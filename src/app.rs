/*
 * Responsibility
 * - tracing / panic hook の初期化
 * - Config読み込み → TokenGuard 生成 → Router 組み立て
 * - Middleware の適用 (auth::access, http)
 * - axum::serve() で起動
 */
use std::{panic, process};

use anyhow::Result;
use axum::{Router, routing::get};
use tracing_subscriber::{layer::SubscriberExt, util::SubscriberInitExt};

use crate::api;
use crate::config::Config;
use crate::error::AppError;
use crate::middleware;
use crate::services::auth::build_token_guard;
use crate::state::AppState;

fn init_tracing() {
    // RUST_LOG wins when set, e.g. RUST_LOG=info,bearer_guard=debug
    let filter = tracing_subscriber::EnvFilter::try_from_default_env()
        .unwrap_or_else(|_| tracing_subscriber::EnvFilter::new("info,tower_http=info"));

    tracing_subscriber::registry()
        .with(filter)
        .with(tracing_subscriber::fmt::layer())
        .init();
}

fn init_panic_hook(abort_on_panic: bool) {
    let default_hook = panic::take_hook();

    panic::set_hook(Box::new(move |info| {
        tracing::error!(?info, "panic");

        if abort_on_panic {
            process::abort();
        } else {
            default_hook(info);
        }
    }))
}

pub async fn run() -> Result<()> {
    init_tracing();
    let config = Config::from_env()?;
    init_panic_hook(!config.app_env.is_production());

    tracing::info!(
        env = ?config.app_env,
        addr = %config.addr,
        identity_claim = %config.identity_claim_key,
        algorithm = ?config.jwt_algorithm,
        users = config.users.len(),
        "starting bearer-guard"
    );

    let state = build_state(&config)?;
    let app = build_router(state);

    let listener = tokio::net::TcpListener::bind(config.addr).await?;
    axum::serve(listener, app).await?;
    Ok(())
}

pub fn build_state(config: &Config) -> Result<AppState, AppError> {
    let guard = build_token_guard(config)?;
    Ok(AppState::new(guard))
}

pub fn build_router(state: AppState) -> Router {
    let v1 = middleware::auth::access::apply(api::v1::routes(), state.clone());

    let router = Router::new()
        .route("/health", get(api::v1::handlers::health::health))
        .nest("/api/v1", v1)
        .with_state(state);

    middleware::http::apply(router)
}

+++

In the records above, collect each line with "process".

use std::{panic, process};
            process::abort();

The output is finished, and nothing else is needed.